A/G, ratio of albumin to globulin.

Evaluation of GLS4 in vivo.

To characterize GLS4 in vivo, nude mice were subcutaneously inoculated with HepAD38 cells, and when viremia developed, they were fed with TET in their drinking water for 2 weeks, then treated with carrier (without drug) for 2 weeks, and then observed until the end of week 5 (two more weeks). During weeks 0 and 1, the virus titer remained depressed in all but one mouse, even though tumors were growing in all. Once mice were taken off TET, there was an increase in average virus titer of >3 log₁₀ over the next 30 days (Fig. 6A). The data displayed in Fig. 6A were based upon normalization to the DNA levels for each mouse that were detected at the end of TET treatment (where the value was set as 1.0). Thus, virus levels increased once TET was removed from the drinking water.

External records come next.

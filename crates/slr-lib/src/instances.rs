//! Training input validation
//!
//! Observations arrive either as numeric rows (`[x, y]` or `[x, y, weight]`)
//! from JSON / protobuf payloads or as whitespace-separated TSV text. Both
//! paths produce the same validated `Instance` list or a positional error.

use crate::error::{Result, SlrError};
use serde::{Deserialize, Serialize};
use std::io::BufRead;

/// One weighted observation
#[derive(Debug, Clone, Copy, PartialEq, Serialize, Deserialize)]
pub struct Instance {
    pub argument: f64,
    pub target: f64,
    pub weight: f64,
}

impl Instance {
    pub fn new(argument: f64, target: f64) -> Self {
        Self::weighted(argument, target, 1.0)
    }

    pub fn weighted(argument: f64, target: f64, weight: f64) -> Self {
        Self {
            argument,
            target,
            weight,
        }
    }

    /// Build an instance from a row of 2 or 3 values
    pub fn from_row(index: usize, row: &[f64]) -> Result<Self> {
        let instance = match *row {
            [argument, target] => Self::new(argument, target),
            [argument, target, weight] => Self::weighted(argument, target, weight),
            _ => {
                return Err(SlrError::BadInstance {
                    index,
                    tokens: row.len(),
                })
            }
        };
        instance.validate(index)?;
        Ok(instance)
    }

    /// Reject non-finite values and non-positive weights
    pub fn validate(&self, index: usize) -> Result<()> {
        if !self.argument.is_finite() || !self.target.is_finite() {
            return Err(SlrError::InvalidValue {
                index,
                reason: "argument and target must be finite".to_string(),
            });
        }
        if !self.weight.is_finite() || self.weight <= 0.0 {
            return Err(SlrError::InvalidValue {
                index,
                reason: format!("weight must be positive, got {}", self.weight),
            });
        }
        Ok(())
    }

    pub fn to_row(&self) -> Vec<f64> {
        if self.weight == 1.0 {
            vec![self.argument, self.target]
        } else {
            vec![self.argument, self.target, self.weight]
        }
    }
}

/// Validate a batch of numeric rows
pub fn instances_from_rows<R: AsRef<[f64]>>(rows: &[R]) -> Result<Vec<Instance>> {
    if rows.is_empty() {
        return Err(SlrError::NoInstances);
    }

    rows.iter()
        .enumerate()
        .map(|(index, row)| Instance::from_row(index, row.as_ref()))
        .collect()
}

/// Validate already-structured instances (e.g. from protobuf)
pub fn validate_instances(instances: &[Instance]) -> Result<()> {
    if instances.is_empty() {
        return Err(SlrError::NoInstances);
    }
    for (index, instance) in instances.iter().enumerate() {
        instance.validate(index)?;
    }
    Ok(())
}

/// Load instances from whitespace-separated text, one observation per line
///
/// Blank lines are skipped and do not count towards the record index.
pub fn load_instances_from_tsv<R: BufRead>(reader: R) -> Result<Vec<Instance>> {
    let mut instances = Vec::new();

    for line in reader.lines() {
        let line = line.map_err(|e| SlrError::InvalidValue {
            index: instances.len(),
            reason: format!("cannot read input: {}", e),
        })?;

        let row = line
            .split_whitespace()
            .map(|token| {
                token.parse::<f64>().map_err(|_| SlrError::InvalidValue {
                    index: instances.len(),
                    reason: format!("invalid float: {}", token),
                })
            })
            .collect::<Result<Vec<f64>>>()?;

        if row.is_empty() {
            continue;
        }
        instances.push(Instance::from_row(instances.len(), &row)?);
    }

    if instances.is_empty() {
        return Err(SlrError::NoInstances);
    }
    Ok(instances)
}

#[cfg(test)]
mod tests {
    use super::*;
    use std::io::Cursor;

    #[test]
    fn test_rows_with_and_without_weights() {
        let rows = vec![vec![1.0, 2.0], vec![2.0, 4.0, 0.5]];
        let instances = instances_from_rows(&rows).unwrap();

        assert_eq!(instances[0], Instance::new(1.0, 2.0));
        assert_eq!(instances[1], Instance::weighted(2.0, 4.0, 0.5));
    }

    #[test]
    fn test_empty_rows_rejected() {
        let rows: Vec<Vec<f64>> = Vec::new();
        assert!(matches!(
            instances_from_rows(&rows),
            Err(SlrError::NoInstances)
        ));
    }

    #[test]
    fn test_bad_token_count_reports_index() {
        let rows = vec![vec![1.0, 2.0], vec![1.0, 2.0], vec![1.0, 2.0, 3.0, 4.0]];
        match instances_from_rows(&rows) {
            Err(SlrError::BadInstance { index, tokens }) => {
                assert_eq!(index, 2);
                assert_eq!(tokens, 4);
            }
            other => panic!("unexpected result: {:?}", other),
        }

        let rows = vec![vec![1.0]];
        assert!(matches!(
            instances_from_rows(&rows),
            Err(SlrError::BadInstance { index: 0, tokens: 1 })
        ));
    }

    #[test]
    fn test_non_positive_weight_rejected() {
        let rows = vec![vec![1.0, 2.0], vec![3.0, 4.0, 0.0]];
        assert!(matches!(
            instances_from_rows(&rows),
            Err(SlrError::InvalidValue { index: 1, .. })
        ));

        let rows = vec![vec![1.0, 2.0, -2.0]];
        assert!(instances_from_rows(&rows).is_err());
    }

    #[test]
    fn test_non_finite_rejected() {
        let rows = vec![vec![f64::NAN, 2.0]];
        assert!(matches!(
            instances_from_rows(&rows),
            Err(SlrError::InvalidValue { index: 0, .. })
        ));
    }

    #[test]
    fn test_tsv_loading() {
        let input = "1\t2\n\n2 4\n3   6  2\n";
        let instances = load_instances_from_tsv(Cursor::new(input)).unwrap();

        assert_eq!(instances.len(), 3);
        assert_eq!(instances[2], Instance::weighted(3.0, 6.0, 2.0));
    }

    #[test]
    fn test_tsv_invalid_float() {
        let input = "1 2\n1 abc\n";
        match load_instances_from_tsv(Cursor::new(input)) {
            Err(SlrError::InvalidValue { index, reason }) => {
                assert_eq!(index, 1);
                assert!(reason.contains("abc"));
            }
            other => panic!("unexpected result: {:?}", other),
        }
    }

    #[test]
    fn test_tsv_empty_input() {
        assert!(matches!(
            load_instances_from_tsv(Cursor::new("\n  \n")),
            Err(SlrError::NoInstances)
        ));
    }

    #[test]
    fn test_validate_structured_instances() {
        assert!(validate_instances(&[Instance::new(1.0, 1.0)]).is_ok());
        assert!(matches!(
            validate_instances(&[Instance::weighted(1.0, 1.0, 0.0)]),
            Err(SlrError::InvalidValue { index: 0, .. })
        ));
        assert!(matches!(validate_instances(&[]), Err(SlrError::NoInstances)));
    }

    #[test]
    fn test_to_row_omits_unit_weight() {
        assert_eq!(Instance::new(1.0, 2.0).to_row(), vec![1.0, 2.0]);
        assert_eq!(
            Instance::weighted(1.0, 2.0, 3.0).to_row(),
            vec![1.0, 2.0, 3.0]
        );
    }
}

In the experiment whose results are shown in Fig. 6B to F, mice were treated with increasing doses of GLS4. There was a dose-dependent reduction of HBV DNA levels in the serum of most mice with increasing drug dose. When the average titers of HBV DNA were compared over the various drug doses from the end of week 1 (when TET was removed) to the end of week 3 (when drug was removed), it was found that virus titers had increased 83.5-fold in mice treated with 3.75 mg/kg per day of GLS4, 28.3-fold among mice treated with 7.5 mg/kg per day, but only 3- to 6-fold among mice treated with the higher doses of GLS4. In comparison, there was an average 5.8-fold increase in HBV DNA ratio among mice treated with BAY 41-4109 (at 60 mg/kg per day) (Fig. 6G), suggesting that BAY 41-4109 suppressed the virus replication cycle to an extent similar to that of GLS4 at the same concentration by the end of week 5. In contrast, mice treated with lamivudine at a dose used in the clinic showed a 154.4-fold increase in virus titer within 2 weeks following the end of therapy (Fig. 6H). When the ratios of HBV DNA were compared at the end of week 3 (end of drug treatment) to the end of week 5 (end of rebound period), there was generally an inverse relationship between GLS4 dose and virus titer, with the greatest rebound seen in mice treated with 3.75 mg/kg per day of GLS4 (540-fold) and the smallest rebound in mice treated with 60 mg/kg per day (23-fold) (P < 0.001). The latter was comparable to that seen in BAY 41-4109-treated mice (12.2-fold increase; P < 0.01) (Fig. 6G) and was better than that observed with lamivudine (155.6-fold increase; P < 0.05) (Fig. 6H). Thus, termination of GLS4 treatment (at >15 mg/kg per day) resulted in a slower virus rebound than in mice treated with lamivudine, suggesting that the effects of high doses of GLS4 persisted for at least 2 weeks after the end of therapy.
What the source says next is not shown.